It’s universally flattering, because people are jerks. Well, some people are jerks. They’re the kind of people that will send messages to women after their broadcast ends, commenting on what they were wearing, or the way they did their hair, or maybe just how particularly phenomenal they looked during their weather segments.”

The article goes on to say:

“Enter: the dress. It’s feminine, it’s flattering and it doesn’t reveal too much — something that is becoming harder and harder to find in clothing today. Most of all, it probably doesn’t elicit quite as many inflammatory emails and messages from rude viewers.”

Along with more reasons:

It’s cheap. This may come as a surprise, but 90 per cent* of TV meteorologists are not rolling in dough. They are not raking in the big bucks. When a meteorologist graduates from college, he or she will likely head to tiny markets in rural states, making little more than US$25,000 ($34,000) a year.

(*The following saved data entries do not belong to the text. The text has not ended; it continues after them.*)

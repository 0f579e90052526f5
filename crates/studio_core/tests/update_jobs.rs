use studio_core::{update, AppState, Effect, MediaKind, Mode, Msg, Role, VIDEO_CAPTIONS};

fn submit_video(prompt: &str) -> (AppState, Vec<Effect>) {
    let (state, _) = update(AppState::new(), Msg::ModeSelected(Mode::Video));
    update(state, Msg::VideoSubmitted(prompt.to_string()))
}

fn submit_chat(state: AppState, prompt: &str) -> (AppState, Vec<Effect>) {
    update(state, Msg::PromptSubmitted(prompt.to_string()))
}

fn chat_state() -> AppState {
    let (state, _) = update(AppState::new(), Msg::ModeSelected(Mode::Chat));
    state
}

#[test]
fn video_submission_starts_job_with_first_caption() {
    let (state, effects) = submit_video("drone over a city");

    assert_eq!(
        effects,
        vec![Effect::StartVideoJob {
            request_id: 1,
            prompt: "drone over a city".to_string(),
        }]
    );
    let view = state.view();
    assert_eq!(view.messages.len(), 1);
    assert_eq!(view.messages[0].text, "Video request: \"drone over a city\"");
    assert_eq!(view.loading_status.as_deref(), Some(VIDEO_CAPTIONS[0]));
}

#[test]
fn caption_ticks_rotate_and_wrap() {
    let (mut state, _) = submit_video("waves");
    for _ in 0..VIDEO_CAPTIONS.len() - 1 {
        state = update(state, Msg::CaptionTick { request_id: 1 }).0;
    }
    assert_eq!(
        state.view().loading_status.as_deref(),
        VIDEO_CAPTIONS.last().copied()
    );

    let (state, _) = update(state, Msg::CaptionTick { request_id: 1 });
    assert_eq!(state.view().loading_status.as_deref(), Some(VIDEO_CAPTIONS[0]));

    // A tick for an unknown job is cosmetic noise and must not change anything.
    let before = state.clone();
    let (state, _) = update(state, Msg::CaptionTick { request_id: 7 });
    assert_eq!(state, before);
}

#[test]
fn delivered_video_appends_exactly_one_media_message() {
    let (state, _) = submit_video("waves");
    let (state, _) = update(state, Msg::CaptionTick { request_id: 1 });
    let (state, effects) = update(
        state,
        Msg::VideoDelivered {
            request_id: 1,
            data_uri: "data:video/mp4;base64,AAAA".to_string(),
        },
    );

    assert!(effects.is_empty());
    let view = state.view();
    assert!(!view.loading);
    let assistant: Vec<_> = view
        .messages
        .iter()
        .filter(|m| m.role == Role::Assistant)
        .collect();
    assert_eq!(assistant.len(), 1);
    assert_eq!(assistant[0].text, "Here is the video I generated for \"waves\".");
    assert_eq!(assistant[0].attachments.len(), 1);
    assert_eq!(assistant[0].attachments[0].kind, MediaKind::Video);
}

#[test]
fn failed_video_clears_turn_and_surfaces_error() {
    let (state, _) = submit_video("waves");
    let (state, _) = update(
        state,
        Msg::RequestFailed {
            request_id: 1,
            message: "Video generation completed, but no video URI was found.".to_string(),
        },
    );

    assert!(state.messages().is_empty());
    assert!(!state.is_loading());
    assert_eq!(
        state.error(),
        Some("Video generation completed, but no video URI was found.")
    );

    // A late delivery for the failed job is stale.
    let before = state.clone();
    let (state, _) = update(
        state,
        Msg::VideoDelivered {
            request_id: 1,
            data_uri: "data:video/mp4;base64,AAAA".to_string(),
        },
    );
    assert_eq!(state, before);
}

#[test]
fn view_closed_cancels_pending_job_and_makes_later_events_stale() {
    let (state, _) = submit_video("waves");
    let (state, effects) = update(state, Msg::ViewClosed);

    assert_eq!(effects, vec![Effect::CancelRequest { request_id: 1 }]);
    assert!(!state.is_loading());

    let before = state.clone();
    let (state, _) = update(state, Msg::CaptionTick { request_id: 1 });
    let (state, _) = update(
        state,
        Msg::VideoDelivered {
            request_id: 1,
            data_uri: "data:video/mp4;base64,AAAA".to_string(),
        },
    );
    assert_eq!(state, before);
}

#[test]
fn view_closed_when_idle_emits_nothing() {
    let (_, effects) = update(AppState::new(), Msg::ViewClosed);
    assert!(effects.is_empty());
}

#[test]
fn chat_chunks_concatenate_in_arrival_order() {
    let (state, effects) = submit_chat(chat_state(), "hi");
    assert_eq!(
        effects,
        vec![Effect::SendChat {
            request_id: 1,
            prompt: "hi".to_string(),
        }]
    );

    let mut state = state;
    for delta in ["Hel", "lo", " world"] {
        state = update(
            state,
            Msg::ChatChunk {
                request_id: 1,
                delta: delta.to_string(),
            },
        )
        .0;
    }
    assert!(state.is_loading());
    let (state, _) = update(state, Msg::ChatFinished { request_id: 1 });

    assert!(!state.is_loading());
    assert_eq!(state.messages().len(), 2);
    assert_eq!(state.messages()[1].role, Role::Assistant);
    assert_eq!(state.messages()[1].text, "Hello world");
}

#[test]
fn chunk_for_unknown_message_is_noop() {
    let mut state = chat_state();
    let id = state.append_message(Role::Assistant, "", Vec::new(), Vec::new());
    state.append_streamed_chunk(id + 10, "lost");
    state.append_streamed_chunk(id, "kept");
    assert_eq!(state.messages()[0].text, "kept");
}

#[test]
fn chat_failure_keeps_partial_reply() {
    let (state, _) = submit_chat(chat_state(), "hi");
    let (state, _) = update(
        state,
        Msg::ChatChunk {
            request_id: 1,
            delta: "Partial".to_string(),
        },
    );
    let (state, _) = update(
        state,
        Msg::RequestFailed {
            request_id: 1,
            message: "The chat response was interrupted.".to_string(),
        },
    );

    assert_eq!(state.messages().len(), 2);
    assert_eq!(state.messages()[1].text, "Partial");
    assert!(state.error().is_some());
}

#[test]
fn chat_failure_before_any_chunk_discards_turn() {
    let (state, _) = submit_chat(chat_state(), "hi");
    let (state, _) = update(
        state,
        Msg::RequestFailed {
            request_id: 1,
            message: "The chat response was interrupted.".to_string(),
        },
    );

    assert!(state.messages().is_empty());
    assert!(!state.is_loading());
}

#[test]
fn chat_turns_accumulate_across_requests() {
    let (state, _) = submit_chat(chat_state(), "one");
    let (state, _) = update(
        state,
        Msg::ChatChunk {
            request_id: 1,
            delta: "first".to_string(),
        },
    );
    let (state, _) = update(state, Msg::ChatFinished { request_id: 1 });
    let (state, effects) = submit_chat(state, "two");

    assert_eq!(
        effects,
        vec![Effect::SendChat {
            request_id: 2,
            prompt: "two".to_string(),
        }]
    );
    // Chunks from the finished first request are stale.
    let (state, _) = update(
        state,
        Msg::ChatChunk {
            request_id: 1,
            delta: "late".to_string(),
        },
    );
    assert_eq!(state.messages().len(), 4);
    assert_eq!(state.messages()[1].text, "first");
    assert_eq!(state.messages()[3].text, "");
}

Of course this is not to say that 25 grand wouldn’t sound amazing to the 15 per cent of Americans who are living in poverty. But it becomes a little burdensome when your wardrobe is a fundamental part of your job, even though your employer does not provide a stipend or allowance for clothing.

There’s an exception to this for a small percentage of meteorologists in the highest markets – mainly places like New York City and Los Angeles. But there are even meteorologists in Washington, DC that do not get wardrobe stipends. It’s something that’s typically negotiated in contracts, which means there are winners and there are losers.

Thus, cheap is a must, especially since you also can’t wear the same five dresses every week. Viewers notice.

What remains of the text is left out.